Work request.
Copy each line of the entries below that contains the string "ResponseError".

Provided material.
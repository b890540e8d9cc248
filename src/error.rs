use actix_web::error::UrlGenerationError;
use actix_web::http::header::CONTENT_TYPE;
use actix_web::http::StatusCode;
use actix_web::{HttpResponse, ResponseError};

use serde::Serialize;

use thiserror::Error;

pub type RestResult<T> = Result<T, RestError>;

#[derive(Debug, Error)]
pub enum RestError {
    /// A request that breaks an entity rule, reported with a stable error key
    #[error("{message}")]
    BadRequestAlert {
        message: String,
        entity_name: &'static str,
        error_key: &'static str,
    },

    #[error("Parse Error: {0}")]
    ParseError(String),

    #[error("Not Found")]
    NotFound,

    #[error("Method Not Allowed")]
    MethodNotAllowed,

    #[error("Internal Server Error: {0}")]
    InternalError(String),

    #[error(transparent)]
    Other(#[from] anyhow::Error),
}

impl RestError {
    pub fn bad_request(
        message: impl Into<String>,
        entity_name: &'static str,
        error_key: &'static str,
    ) -> Self {
        Self::BadRequestAlert {
            message: message.into(),
            entity_name,
            error_key,
        }
    }
}

impl From<UrlGenerationError> for RestError {
    fn from(e: UrlGenerationError) -> Self {
        tracing::error!("Failed to generate URL for controller: {}", e);
        Self::InternalError("URL generation".into())
    }
}

impl From<sqlx::Error> for RestError {
    fn from(e: sqlx::Error) -> Self {
        if let Some(db_error) = e.as_database_error() {
            if db_error.is_foreign_key_violation() {
                return Self::bad_request(
                    "Referenced practice session does not exist",
                    "practiceSession",
                    "idnotfound",
                );
            }
            // string_data_right_truncation
            if db_error.code().as_deref() == Some("22001") {
                return Self::ParseError("Value too long".into());
            }
        }

        tracing::error!(error.cause_chain = ?e, "Database error");
        Self::InternalError("Database error".into())
    }
}

/// `application/problem+json` body
#[derive(Debug, Serialize)]
#[serde(rename_all = "camelCase")]
struct Problem<'a> {
    title: String,
    status: u16,
    message: String,
    #[serde(skip_serializing_if = "Option::is_none")]
    entity_name: Option<&'a str>,
    #[serde(skip_serializing_if = "Option::is_none")]
    error_key: Option<&'a str>,
}

impl ResponseError for RestError {
    fn status_code(&self) -> StatusCode {
        match self {
            Self::BadRequestAlert { .. } | Self::ParseError(_) => StatusCode::BAD_REQUEST,
            Self::NotFound => StatusCode::NOT_FOUND,
            Self::MethodNotAllowed => StatusCode::METHOD_NOT_ALLOWED,
            Self::InternalError(_) | Self::Other(_) => StatusCode::INTERNAL_SERVER_ERROR,
        }
    }

    fn error_response(&self) -> HttpResponse {
        let status = self.status_code();

        let problem = match self {
            Self::BadRequestAlert {
                message,
                entity_name,
                error_key,
            } => Problem {
                title: message.clone(),
                status: status.as_u16(),
                message: format!("error.{}", error_key),
                entity_name: Some(*entity_name),
                error_key: Some(*error_key),
            },
            Self::ParseError(msg) => Problem {
                title: msg.clone(),
                status: status.as_u16(),
                message: "error.validation".into(),
                entity_name: None,
                error_key: None,
            },
            // Internal details stay in the logs
            Self::InternalError(_) | Self::Other(_) | Self::NotFound | Self::MethodNotAllowed => {
                Problem {
                    title: status.canonical_reason().unwrap_or("Error").into(),
                    status: status.as_u16(),
                    message: format!("error.http.{}", status.as_u16()),
                    entity_name: None,
                    error_key: None,
                }
            }
        };

        if let Self::Other(e) = self {
            tracing::error!(error.cause_chain = ?e, "Unhandled error");
        }

        HttpResponse::build(status)
            .insert_header((CONTENT_TYPE, "application/problem+json"))
            .json(problem)
    }
}
/// Basic application code
pub mod app;
/// Controllers for REST endpoints
pub mod controller;
/// Domain objects
pub mod domain;
/// Error enums
pub mod error;
/// Stored records, as returned by the API
pub mod model;
/// Repositories
pub mod repo;
/// Application settings
pub mod settings;
/// Application telemetry for tracing and logging
pub mod telemetry;
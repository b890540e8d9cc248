use actix_web::HttpResponseBuilder;

use url::form_urlencoded::byte_serialize;

/// Adds the `X-<app>-alert`/`X-<app>-params` headers that announce entity mutations to the client UI
#[derive(Debug, Clone)]
pub struct Alerts {
    app_name: String,
}

impl Alerts {
    pub fn new(app_name: impl Into<String>) -> Self {
        Self {
            app_name: app_name.into(),
        }
    }

    pub fn alert_header(&self) -> String {
        format!("X-{}-alert", self.app_name)
    }

    pub fn params_header(&self) -> String {
        format!("X-{}-params", self.app_name)
    }

    pub fn created(&self, res: &mut HttpResponseBuilder, entity_name: &str, id: i64) {
        let message = format!("A new {} is created with identifier {}", entity_name, id);
        self.apply(res, message, id);
    }

    pub fn updated(&self, res: &mut HttpResponseBuilder, entity_name: &str, id: i64) {
        let message = format!("A {} is updated with identifier {}", entity_name, id);
        self.apply(res, message, id);
    }

    pub fn deleted(&self, res: &mut HttpResponseBuilder, entity_name: &str, id: i64) {
        let message = format!("A {} is deleted with identifier {}", entity_name, id);
        self.apply(res, message, id);
    }

    fn apply(&self, res: &mut HttpResponseBuilder, message: String, id: i64) {
        let param: String = byte_serialize(id.to_string().as_bytes()).collect();

        res.insert_header((self.alert_header(), message))
            .insert_header((self.params_header(), param));
    }
}
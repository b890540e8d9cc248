mod practice;
mod practice_session;

pub use practice::Practice;
pub use practice_session::PracticeSession;
mod practice_result;
mod problem_link;
mod problem_name;

pub use practice_result::PracticeResult;
pub use problem_link::ProblemLink;
pub use problem_name::ProblemName;

/// Maximum length, in chars, of the varchar practice columns
const MAX_TEXT_LEN: usize = 255;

Task answer.
use actix_web::{HttpResponse, ResponseError};
impl ResponseError for RestError {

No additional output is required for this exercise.